# ABOUT THIS TASK
Down to the final line, return the records unchanged.

[SOURCE RECORDS Boundary: Start]

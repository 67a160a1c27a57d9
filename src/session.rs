//! Authenticated request execution.
//!
//! A [`Session`] pairs a [`Client`] with a token. Every business call goes
//! through [`Session::request`], which attaches the auth headers, sends the
//! request and checks the response envelope.

use crate::client::{decode_response, Client};
use crate::config::SigningMode;
use crate::errors::{HuisuiyunError, Result};
use crate::operations::Operation;
use crate::transport::HttpRequest;
use crate::types::{AccessToken, Params, ResponseEnvelope, SERIAL_NO_FIELD};
use reqwest::Method;
use serde_json::Value;
use std::fmt;

/// Header carrying the access token.
pub const ACCESS_TOKEN_HEADER: &str = "X-Access-Token";

/// Header carrying the company tax number in ISV mode.
pub const TAX_TOKEN_HEADER: &str = "X-Tax-Token";

/// Header carrying the caller's idempotency serial number.
pub const SERIAL_TOKEN_HEADER: &str = "X-Serial-Token";

/// An authenticated handle on the API.
///
/// Cloning is cheap; the configuration and transport are shared. Replacing
/// the token needs `&mut self`, so a session shared between tasks has to be
/// wrapped in a lock by the caller.
#[derive(Clone)]
pub struct Session {
    client: Client,
    token: String,
}

impl Session {
    pub(crate) fn new(client: Client, token: String) -> Self {
        Self { client, token }
    }

    /// The current access token.
    pub fn token(&self) -> &str {
        &self.token
    }

    /// The client this session was opened from.
    pub fn client(&self) -> &Client {
        &self.client
    }

    /// Replaces the token without contacting the provider.
    pub fn set_token(&mut self, token: impl Into<String>) {
        self.token = token.into();
    }

    /// Fetches a new token and swaps it in.
    ///
    /// On failure the current token is kept.
    pub async fn refresh(&mut self, force_update: bool) -> Result<AccessToken> {
        let token = self.client.fetch_token(force_update).await?;
        self.token = token.token.clone();
        Ok(token)
    }

    /// Builds the HTTP request for `path` without sending it.
    ///
    /// A `serialNo` field is moved out of the body into `X-Serial-Token`.
    pub fn build_request(&self, method: Method, path: &str, mut params: Params) -> Result<HttpRequest> {
        if self.token.is_empty() {
            return Err(HuisuiyunError::ConfigError("token is empty".to_string()));
        }

        let config = self.client.config();
        let mut headers = vec![(ACCESS_TOKEN_HEADER.to_string(), self.token.clone())];

        if config.mode() == SigningMode::Isv {
            let tax_number = config
                .tax_number()
                .ok_or(HuisuiyunError::MissingConfig("taxno"))?;
            headers.push((TAX_TOKEN_HEADER.to_string(), tax_number.to_string()));
        }

        if let Some(serial) = params.remove(SERIAL_NO_FIELD) {
            headers.push((SERIAL_TOKEN_HEADER.to_string(), header_text(serial)));
        }

        Ok(HttpRequest {
            method,
            url: config.endpoint(path)?,
            headers,
            body: Some(Value::Object(params.into_inner())),
        })
    }

    /// Sends a request to `path` and returns the full response envelope.
    ///
    /// Fails before any network call if the token is empty. Transport errors,
    /// undecodable bodies and non-`"200"` codes all surface as
    /// [`HuisuiyunError::Response`].
    pub async fn request(&self, method: Method, path: &str, params: Params) -> Result<ResponseEnvelope> {
        let request = self.build_request(method, path, params)?;
        tracing::debug!(
            method = %request.method,
            path,
            serial = request.header(SERIAL_TOKEN_HEADER).is_some(),
            "dispatching request"
        );

        let response = self.client.transport().send(request).await?;
        decode_response(response)
    }

    /// Invokes a business operation.
    ///
    /// `required` carries the operation's required fields; `params` carries
    /// optional ones and overrides `required` on key collisions.
    ///
    /// # Examples
    ///
    /// ```no_run
    /// use huisuiyun::{params, Client, ClientConfig, Operation, Params};
    ///
    /// # async fn example() -> Result<(), Box<dyn std::error::Error>> {
    /// let config = ClientConfig::new("https://api.example.com", "ak", "sk")?;
    /// let session = Client::new(config)?.authenticate(false).await?;
    ///
    /// let envelope = session
    ///     .invoke(
    ///         Operation::GetLayoutFile,
    ///         params! { "invoiceNo" => "24112000000000000001" },
    ///         Params::new(),
    ///     )
    ///     .await?;
    /// println!("{}", envelope.data);
    /// # Ok(())
    /// # }
    /// ```
    pub async fn invoke(&self, operation: Operation, required: Params, params: Params) -> Result<ResponseEnvelope> {
        let body = operation.build_body(required, params)?;
        self.request(operation.method(), &operation.path(), body).await
    }

    /// Invokes a business operation with all fields in one bag.
    pub async fn call(&self, operation: Operation, params: Params) -> Result<ResponseEnvelope> {
        self.invoke(operation, Params::new(), params).await
    }
}

impl fmt::Debug for Session {
    fn fmt(&self, f: &mut fmt::Formatter<'_>) -> fmt::Result {
        f.debug_struct("Session")
            .field("client", &self.client)
            .field("token", &"<redacted>")
            .finish()
    }
}

fn header_text(value: Value) -> String {
    match value {
        Value::String(text) => text,
        other => other.to_string(),
    }
}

[SOURCE RECORDS Boundary: End]

# REPLY
repository 67a160a1c27a57d9
filename src/session.rs
//! Authenticated request execution.
//!
//! A [`Session`] pairs a [`Client`] with a token. Every business call goes
//! through [`Session::request`], which attaches the auth headers, sends the
//! request and checks the response envelope.

use crate::client::{decode_response, Client};
use crate::config::SigningMode;
use crate::errors::{HuisuiyunError, Result};
use crate::operations::Operation;
use crate::transport::HttpRequest;
use crate::types::{AccessToken, Params, ResponseEnvelope, SERIAL_NO_FIELD};
use reqwest::Method;
use serde_json::Value;
use std::fmt;

/// Header carrying the access token.
pub const ACCESS_TOKEN_HEADER: &str = "X-Access-Token";

/// Header carrying the company tax number in ISV mode.
pub const TAX_TOKEN_HEADER: &str = "X-Tax-Token";

/// Header carrying the caller's idempotency serial number.
pub const SERIAL_TOKEN_HEADER: &str = "X-Serial-Token";

/// An authenticated handle on the API.
///
/// Cloning is cheap; the configuration and transport are shared. Replacing
/// the token needs `&mut self`, so a session shared between tasks has to be
/// wrapped in a lock by the caller.
#[derive(Clone)]
pub struct Session {
    client: Client,
    token: String,
}

impl Session {
    pub(crate) fn new(client: Client, token: String) -> Self {
        Self { client, token }
    }

    /// The current access token.
    pub fn token(&self) -> &str {
        &self.token
    }

    /// The client this session was opened from.
    pub fn client(&self) -> &Client {
        &self.client
    }

    /// Replaces the token without contacting the provider.
    pub fn set_token(&mut self, token: impl Into<String>) {
        self.token = token.into();
    }

    /// Fetches a new token and swaps it in.
    ///
    /// On failure the current token is kept.
    pub async fn refresh(&mut self, force_update: bool) -> Result<AccessToken> {
        let token = self.client.fetch_token(force_update).await?;
        self.token = token.token.clone();
        Ok(token)
    }

    /// Builds the HTTP request for `path` without sending it.
    ///
    /// A `serialNo` field is moved out of the body into `X-Serial-Token`.
    pub fn build_request(&self, method: Method, path: &str, mut params: Params) -> Result<HttpRequest> {
        if self.token.is_empty() {
            return Err(HuisuiyunError::ConfigError("token is empty".to_string()));
        }

        let config = self.client.config();
        let mut headers = vec![(ACCESS_TOKEN_HEADER.to_string(), self.token.clone())];

        if config.mode() == SigningMode::Isv {
            let tax_number = config
                .tax_number()
                .ok_or(HuisuiyunError::MissingConfig("taxno"))?;
            headers.push((TAX_TOKEN_HEADER.to_string(), tax_number.to_string()));
        }

        if let Some(serial) = params.remove(SERIAL_NO_FIELD) {
            headers.push((SERIAL_TOKEN_HEADER.to_string(), header_text(serial)));
        }

        Ok(HttpRequest {
            method,
            url: config.endpoint(path)?,
            headers,
            body: Some(Value::Object(params.into_inner())),
        })
    }

    /// Sends a request to `path` and returns the full response envelope.
    ///
    /// Fails before any network call if the token is empty. Transport errors,
    /// undecodable bodies and non-`"200"` codes all surface as
    /// [`HuisuiyunError::Response`].
    pub async fn request(&self, method: Method, path: &str, params: Params) -> Result<ResponseEnvelope> {
        let request = self.build_request(method, path, params)?;
        tracing::debug!(
            method = %request.method,
            path,
            serial = request.header(SERIAL_TOKEN_HEADER).is_some(),
            "dispatching request"
        );

        let response = self.client.transport().send(request).await?;
        decode_response(response)
    }

    /// Invokes a business operation.
    ///
    /// `required` carries the operation's required fields; `params` carries
    /// optional ones and overrides `required` on key collisions.
    ///
    /// # Examples
    ///
    /// ```no_run
    /// use huisuiyun::{params, Client, ClientConfig, Operation, Params};
    ///
    /// # async fn example() -> Result<(), Box<dyn std::error::Error>> {
    /// let config = ClientConfig::new("https://api.example.com", "ak", "sk")?;
    /// let session = Client::new(config)?.authenticate(false).await?;
    ///
    /// let envelope = session
    ///     .invoke(
    ///         Operation::GetLayoutFile,
    ///         params! { "invoiceNo" => "24112000000000000001" },
    ///         Params::new(),
    ///     )
    ///     .await?;
    /// println!("{}", envelope.data);
    /// # Ok(())
    /// # }
    /// ```
    pub async fn invoke(&self, operation: Operation, required: Params, params: Params) -> Result<ResponseEnvelope> {
        let body = operation.build_body(required, params)?;
        self.request(operation.method(), &operation.path(), body).await
    }

    /// Invokes a business operation with all fields in one bag.
    pub async fn call(&self, operation: Operation, params: Params) -> Result<ResponseEnvelope> {
        self.invoke(operation, Params::new(), params).await
    }
}

impl fmt::Debug for Session {
    fn fmt(&self, f: &mut fmt::Formatter<'_>) -> fmt::Result {
        f.debug_struct("Session")
            .field("client", &self.client)
            .field("token", &"<redacted>")
            .finish()
    }
}

fn header_text(value: Value) -> String {
    match value {
        Value::String(text) => text,
        other => other.to_string(),
    }
}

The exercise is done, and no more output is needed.